Dans la série « Hubert a de gros gros problèmes dans la vie », aujourd’hui une question fondamentale est posée : « Et si le sac à main se portait sur la tête ? »
C’est un phénomène culturel et comportemental qui existe depuis l’invention de cet accessoire de maroquinerie, destiné en théorie à la gente féminine. On a tout de suite en tête les années 50-60, avec ces femmes coquettes, façon Mad Men, ou bien ces héroïnes hitchcockiennes qui exhibaient des micro-sacs munis de anses, accrochés à l’avant-bras légèrement infléchi, avec à son extrémité, la main tenant nonchalamment une paire de gants. Ce maintien relevait toute la silhouette, avec la robe coordonnée et le chapeau inclus. C’était structuré, géométrique, sophistiqué, imparable. Autant d’images caractéristiques et surannées que l’on se plaît toujours à revoir aujourd’hui, dans tout ce qui exploite cette époque.
Depuis quelque temps, soit un demi-siècle plus tard, cette manière désuète de tenir un sac à main que j’appellerais donc pour l’occasion, « Le Porté Main », a refait son apparition. Stupeur et surprise générale. Oui, quoi, pourquoi, comment, pardon, qui ? Nostalgie d’une époque ultra-codifiée, quand la différence entre les femmes et les hommes était donc surlignée à tout point de vue, mimétisme temporel singé ou bêtement réévalué ? Il se trouve que ce qui était anodin, standard dans ces années-là pour les femmes citadines, est réinterprété de nos jours en toute désinvolture, et ce, malgré toute cette eau qui entre-temps a coulé sous nos ponts.
Je parle de la femme émancipée de cette fin des années soixante, puis de la femme qui avorte, de celle qui prend la pilule, qui travaille, qui vote, de la femme qui divorce et qui n’a donc plus besoin de ce colifichet, ne pouvant contenir de toute façon qu’un tube de rouge à lèvres, un fard à paupière et un micro porte-monnaie. Pour tous ces féministes courroucés, l’objet incriminé est le symbole abject de l’avilissement, de la stigmatisation et l’enfermement de la femme dans le rôle d’une potiche guindée.
Ce même objet qui pour certains autres messieurs aussi est à jamais indissociable de la femme. Cette femme, qu’ils idéalisent en la conceptualisant jusqu’à l’abstraction, l’alignant parmi d’autres mots clefs de leur propre moteur de recherche. Séduction, coiffure, sein, escarpin, jambe, rouge à lèvres, blonde… Analogie suggestive, fantasmée et fétichiste. Vision définitive de ce que doit être une femme… Ou leur maman ?

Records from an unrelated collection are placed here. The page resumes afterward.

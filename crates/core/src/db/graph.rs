//! The graph engine handle and its transactions.
//!
//! [`GraphDb`] owns the shared state of one open graph: the backend, id
//! machinery, schema cache, and the process registry entry. [`GraphTx`]
//! carries one transaction's arena of vertices/relations, its configuration,
//! and its [`BackendTransaction`]. The commit pipeline itself lives in
//! [`super::commit`].

use std::sync::atomic::{AtomicBool, AtomicU64, Ordering};
use std::sync::Arc;

use bytes::Bytes;
use parking_lot::Mutex;
use rustc_hash::FxHashSet;

use crate::config::{GraphConfig, TimestampProvider, TxConfig};
use crate::error::{GraphError, InvariantViolation, StorageError};

use super::backend::transaction::BackendTransaction;
use super::backend::{Backend, KeySliceQuery, ScanOrder, SliceQuery};
use super::edge_codec::EdgeCodec;
use super::id::{IdAssigner, IdManager};
use super::index_codec::IndexCodec;
use super::registry::{InstanceGuard, InstanceRegistry};
use super::relation::{Lifecycle, PropertyValue, RelationSlot, TxGraph, VertexSlot};
use super::schema::{Direction, RelationTypeSchema};
use super::schema_cache::{SchemaCache, SchemaRetriever};
use super::{EntryList, RelationId, VertexId};

pub(super) struct GraphInner {
    pub(super) config: GraphConfig,
    pub(super) backend: Arc<Backend>,
    pub(super) id_manager: IdManager,
    pub(super) id_assigner: IdAssigner,
    pub(super) edge_codec: EdgeCodec,
    pub(super) index_codec: IndexCodec,
    pub(super) schema_cache: SchemaCache,
    pub(super) retriever: Arc<dyn SchemaRetriever>,
    pub(super) timestamps: Arc<dyn TimestampProvider>,
    pub(super) open_txs: Arc<Mutex<FxHashSet<u64>>>,
    pub(super) tx_uid_counter: AtomicU64,
    /// Monotonic per-process transaction-log id.
    pub(super) tx_log_counter: AtomicU64,
    pub(super) instance_guard: Mutex<Option<InstanceGuard>>,
    pub(super) closed: AtomicBool,
}

/// Handle to one open graph. Clones share state.
#[derive(Clone)]
pub struct GraphDb {
    pub(super) inner: Arc<GraphInner>,
}

impl std::fmt::Debug for GraphDb {
    fn fmt(&self, f: &mut std::fmt::Formatter<'_>) -> std::fmt::Result {
        f.debug_struct("GraphDb").finish_non_exhaustive()
    }
}

impl GraphDb {
    /// Open a graph over `backend`, registering its instance id.
    pub fn open(
        config: GraphConfig,
        backend: Arc<Backend>,
        registry: &InstanceRegistry,
        retriever: Arc<dyn SchemaRetriever>,
        timestamps: Arc<dyn TimestampProvider>,
    ) -> Result<Self, GraphError> {
        let guard = registry.register(&config.unique_instance_id, timestamps.time())?;
        log::info!("opened graph instance `{}`", config.unique_instance_id);
        let id_assigner = IdAssigner::new(config.id_block_size);
        Ok(Self {
            inner: Arc::new(GraphInner {
                config,
                backend,
                id_manager: IdManager::default(),
                id_assigner,
                edge_codec: EdgeCodec,
                index_codec: IndexCodec::default(),
                schema_cache: SchemaCache::new(),
                retriever,
                timestamps,
                open_txs: Arc::new(Mutex::new(FxHashSet::default())),
                tx_uid_counter: AtomicU64::new(0),
                tx_log_counter: AtomicU64::new(0),
                instance_guard: Mutex::new(Some(guard)),
                closed: AtomicBool::new(false),
            }),
        })
    }

    pub fn config(&self) -> &GraphConfig {
        &self.inner.config
    }

    pub fn id_manager(&self) -> &IdManager {
        &self.inner.id_manager
    }

    pub fn edge_codec(&self) -> &EdgeCodec {
        &self.inner.edge_codec
    }

    pub fn backend(&self) -> &Arc<Backend> {
        &self.inner.backend
    }

    fn ensure_open(&self) -> Result<(), GraphError> {
        if self.inner.closed.load(Ordering::Acquire) {
            return Err(GraphError::Closed);
        }
        Ok(())
    }

    /// Start a transaction with the given per-transaction configuration.
    pub fn begin_tx(&self, config: TxConfig) -> Result<GraphTx, GraphError> {
        self.ensure_open()?;
        let uid = self.inner.tx_uid_counter.fetch_add(1, Ordering::Relaxed) + 1;
        self.inner.open_txs.lock().insert(uid);
        Ok(GraphTx {
            inner: self.inner.clone(),
            graph: TxGraph::new(),
            added: Vec::new(),
            removed: Vec::new(),
            config,
            mutator: self.inner.backend.begin_tx(),
            uid,
            completed: false,
        })
    }

    /// Abort `tx`, discarding everything it queued.
    pub fn rollback_tx(&self, tx: &mut GraphTx) {
        if tx.completed {
            return;
        }
        tx.completed = true;
        if let Err(e) = tx.mutator.rollback() {
            log::warn!("rollback of tx {} reported: {e}", tx.uid);
        }
        self.inner.open_txs.lock().remove(&tx.uid);
    }

    /// Number of transactions begun but neither committed nor rolled back.
    pub fn open_tx_count(&self) -> usize {
        self.inner.open_txs.lock().len()
    }

    // --- global reads -----------------------------------------------------

    /// Enumerate all vertex ids, using the existence slice to exclude
    /// non-vertex keys. Prefers an unordered scan; falls back to an ordered
    /// full-range scan; fails if the backend supports neither.
    pub fn get_vertex_ids(&self, tx: &GraphTx) -> Result<Vec<VertexId>, StorageError> {
        let features = self.inner.backend.edge_store().features();
        let order = if features.unordered_scan {
            ScanOrder::Unordered
        } else if features.ordered_scan {
            ScanOrder::Ordered
        } else {
            return Err(StorageError::Unsupported(
                "vertex enumeration requires an ordered or unordered key scan",
            ));
        };
        let existence = self.inner.edge_codec.vertex_existence_query();
        let keys = tx.mutator.edge_store_keys(&existence, order)?;
        let mut ids = Vec::new();
        for key in keys {
            let key = key?;
            let id = self.inner.id_manager.get_key_id(&key).map_err(|e| StorageError::Backend {
                store: self.inner.backend.edge_store().name().to_owned(),
                source: anyhow::Error::new(e).context("malformed vertex key in scan"),
            })?;
            ids.push(id);
        }
        Ok(ids)
    }

    /// Slice one vertex's adjacency.
    pub fn edge_query(
        &self,
        vertex: VertexId,
        slice: &SliceQuery,
        tx: &GraphTx,
    ) -> Result<EntryList, GraphError> {
        if !vertex.is_assigned() {
            return Err(InvariantViolation::NonPositiveVertexId(vertex).into());
        }
        let query = KeySliceQuery {
            key: self.inner.id_manager.get_key(vertex),
            slice: slice.clone(),
        };
        Ok(tx.mutator.edge_store_query(&query)?)
    }

    /// Slice several vertices' adjacencies in one backend round trip.
    pub fn edge_multi_query(
        &self,
        vertices: &[VertexId],
        slice: &SliceQuery,
        tx: &GraphTx,
    ) -> Result<Vec<(VertexId, EntryList)>, GraphError> {
        let mut keys = Vec::with_capacity(vertices.len());
        for vertex in vertices {
            if !vertex.is_assigned() {
                return Err(InvariantViolation::NonPositiveVertexId(*vertex).into());
            }
            keys.push(self.inner.id_manager.get_key(*vertex));
        }
        let results = tx.mutator.edge_store_multi_query(&keys, slice)?;
        results
            .into_iter()
            .map(|(key, entries)| {
                let id = self.inner.id_manager.get_key_id(&key).map_err(|e| {
                    GraphError::Storage(StorageError::Backend {
                        store: self.inner.backend.edge_store().name().to_owned(),
                        source: anyhow::Error::new(e).context("malformed vertex key in multi-slice"),
                    })
                })?;
                Ok((id, entries))
            })
            .collect()
    }

    // --- schema lookups ---------------------------------------------------

    /// Resolve a schema vertex by name through the shared cache.
    pub fn schema_by_name(&self, name: &str) -> Result<Option<VertexId>, StorageError> {
        self.inner
            .schema_cache
            .schema_by_name(name, self.inner.retriever.as_ref())
    }

    /// Resolve a schema vertex's adjacency through the shared cache.
    pub fn schema_relations(
        &self,
        schema_id: VertexId,
        type_id: super::TypeId,
        dir: Direction,
    ) -> Result<EntryList, StorageError> {
        self.inner
            .schema_cache
            .schema_relations(schema_id, type_id, dir, self.inner.retriever.as_ref())
    }

    // --- shutdown ---------------------------------------------------------

    /// Close the graph: unregister the instance id, close the id assigner
    /// and backend, and drop the caches. Idempotent.
    pub fn shutdown(&self) {
        if self.inner.closed.swap(true, Ordering::AcqRel) {
            return;
        }
        let open = self.open_tx_count();
        if open > 0 {
            log::warn!(
                "shutting down graph `{}` with {open} open transaction(s)",
                self.inner.config.unique_instance_id
            );
        }
        self.inner.schema_cache.clear();
        self.inner.id_assigner.close();
        self.inner.backend.close();
        // Releasing the guard unregisters the instance id.
        self.inner.instance_guard.lock().take();
        log::info!("closed graph instance `{}`", self.inner.config.unique_instance_id);
    }
}

/// One transaction: an arena of vertices/relations plus the queued backend
/// state. Obtain from [`GraphDb::begin_tx`]; finish with
/// [`GraphDb::commit_tx`] or [`GraphDb::rollback_tx`].
pub struct GraphTx {
    pub(super) inner: Arc<GraphInner>,
    pub(super) graph: TxGraph,
    pub(super) added: Vec<RelationSlot>,
    pub(super) removed: Vec<RelationSlot>,
    pub(super) config: TxConfig,
    pub(super) mutator: BackendTransaction,
    pub(super) uid: u64,
    pub(super) completed: bool,
}

impl std::fmt::Debug for GraphTx {
    fn fmt(&self, f: &mut std::fmt::Formatter<'_>) -> std::fmt::Result {
        f.debug_struct("GraphTx").finish_non_exhaustive()
    }
}

impl GraphTx {
    pub fn graph(&self) -> &TxGraph {
        &self.graph
    }

    pub fn config(&self) -> &TxConfig {
        &self.config
    }

    /// Create a new vertex; its id is assigned at commit (or immediately,
    /// under `assign_ids_immediately`).
    pub fn create_vertex(&mut self) -> VertexSlot {
        self.graph.new_vertex(None, Lifecycle::New)
    }

    /// Create a new vertex with a caller-chosen id. Requires
    /// `allow_setting_vertex_id` in the graph configuration.
    pub fn create_vertex_with_id(&mut self, id: VertexId) -> Result<VertexSlot, InvariantViolation> {
        if !self.inner.config.allow_setting_vertex_id {
            return Err(InvariantViolation::SettingVertexIdDisallowed);
        }
        if !id.is_assigned() {
            return Err(InvariantViolation::NonPositiveVertexId(id));
        }
        let slot = self.graph.new_vertex(None, Lifecycle::New);
        self.graph.vertex_mut(slot).id = id;
        Ok(slot)
    }

    /// Create a new schema vertex (id from the schema space).
    pub fn create_schema_vertex(&mut self, label: Option<String>) -> VertexSlot {
        self.graph.new_schema_vertex(label, Lifecycle::New)
    }

    /// Reference a vertex that already exists in storage.
    pub fn reference_vertex(&mut self, id: VertexId) -> Result<VertexSlot, InvariantViolation> {
        if !id.is_assigned() {
            return Err(InvariantViolation::NonPositiveVertexId(id));
        }
        Ok(self.graph.existing_vertex(id))
    }

    /// Record a new property relation for commit.
    pub fn add_property(
        &mut self,
        ty: Arc<RelationTypeSchema>,
        vertex: VertexSlot,
        value: PropertyValue,
    ) -> Result<RelationSlot, InvariantViolation> {
        let slot = self.graph.new_property(ty, vertex, value, Lifecycle::New);
        self.record_added(slot)?;
        Ok(slot)
    }

    /// Record a new edge relation for commit.
    pub fn add_edge(
        &mut self,
        ty: Arc<RelationTypeSchema>,
        out: VertexSlot,
        in_: VertexSlot,
        payload: Bytes,
    ) -> Result<RelationSlot, InvariantViolation> {
        let slot = self.graph.new_edge(ty, out, in_, payload, Lifecycle::New);
        self.record_added(slot)?;
        Ok(slot)
    }

    fn record_added(&mut self, slot: RelationSlot) -> Result<(), InvariantViolation> {
        if self.config.assign_ids_immediately {
            self.inner.id_assigner.assign_relation_id(&mut self.graph, slot)?;
        }
        self.added.push(slot);
        Ok(())
    }

    /// Record the removal of an existing property (identified by its
    /// permanent relation id and value).
    pub fn remove_property(
        &mut self,
        ty: Arc<RelationTypeSchema>,
        vertex: VertexSlot,
        value: PropertyValue,
        id: RelationId,
    ) -> Result<RelationSlot, InvariantViolation> {
        if !id.is_assigned() {
            return Err(InvariantViolation::RelationIdUnassigned);
        }
        let slot = self.graph.new_property(ty, vertex, value, Lifecycle::Removed);
        self.graph.relation_mut(slot).id = id;
        self.removed.push(slot);
        Ok(slot)
    }

    /// Record the removal of an existing edge.
    pub fn remove_edge(
        &mut self,
        ty: Arc<RelationTypeSchema>,
        out: VertexSlot,
        in_: VertexSlot,
        payload: Bytes,
        id: RelationId,
    ) -> Result<RelationSlot, InvariantViolation> {
        if !id.is_assigned() {
            return Err(InvariantViolation::RelationIdUnassigned);
        }
        let slot = self.graph.new_edge(ty, out, in_, payload, Lifecycle::Removed);
        self.graph.relation_mut(slot).id = id;
        self.removed.push(slot);
        Ok(slot)
    }

    pub fn has_modifications(&self) -> bool {
        !self.added.is_empty() || !self.removed.is_empty()
    }
}

impl Drop for GraphTx {
    fn drop(&mut self) {
        if !self.completed {
            self.inner.open_txs.lock().remove(&self.uid);
        }
    }
}

/// A [`SchemaRetriever`] that resolves nothing; for graphs whose schema is
/// provided entirely by the caller.
#[derive(Debug, Default, Clone, Copy)]
pub struct NoSchemaRetriever;

impl SchemaRetriever for NoSchemaRetriever {
    fn retrieve_schema_by_name(&self, _name: &str) -> Result<Option<VertexId>, StorageError> {
        Ok(None)
    }

    fn retrieve_schema_relations(
        &self,
        _schema_id: VertexId,
        _type_id: super::TypeId,
        _dir: Direction,
    ) -> Result<EntryList, StorageError> {
        Ok(Vec::new())
    }
}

Relayé pendant trois décennies à l’usage exclusif des grand-mères ou de Madame de Fontenay, le sac à main redevient d’un seul coup furieusement tendance courant 2000. Un ou deux panneaux publicitaires plus tard, il suffira d’une happy few aperçue dans la rue avec, pendouillant à son bras, l’un de ces articles de la marque OhLaLaCéboCécher, ainsi qu’un affolement général dans toutes les rédactions des magazines de mode, et Hop La ! Le rouleau compresseur de la fatalité se met en marche. Ce qui est d’abord un désir, une envie, devient caprice puis se change en nécessité, en obligation et enfin, le stade ultime de la névrose, l’obsession morbide, un but dans la vie. Si la Rolex pour le mâle était le signe incontestable de sa réussite (avec gros pénis en option), le sac griffé inabordable en serait l’équivalent pour la femme.
Mais revenons sur l’attitude et la façon de tenir le dit objet. Mal arboré, cela peut s’avérer désastreux pour celles ou ceux qui tenteraient d’en faire une attitude chic. Premier problème de taille, avec le temps, les sacs à main se sont agrandis tandis que les cerveaux, eux, rétrécissaient. On peut donc à loisir croiser dans les rues des jeunes filles qui semblent s’être jetées avidement sur ce qu’elles ont cru être la nouvelle tendance ou le comble du swagg, sans réfléchir au préalable au le sens même d’une telle démarche.
Dès que toutes celles qui ont obtenu une longueur de cheveux suffisante et assimilé après un long travail de recherche devant leur miroir les mouvements adéquats pour faire vivre leur double capillaire… ou d’autres encore qui ont appris le maintien, l’élégance et la sobriété en regardant studieusement à la télévision Les Anges Ch’tis de Marseille à Miami, peuvent donc déjà passer à un stade supérieur et s’exercer avec n’importe quel genre de placébo, qu’il soit en plastique, en toile ou autre, petit ou démesuré, en attendant d’avoir un vrai. Elle le laissent ainsi pendre à l’avant-bras toujours infléchi, et à la place de la paire de gants dans la main, désormais, un smartphone dans sa coque protectrice aux mille couleurs de l’arc en ciel.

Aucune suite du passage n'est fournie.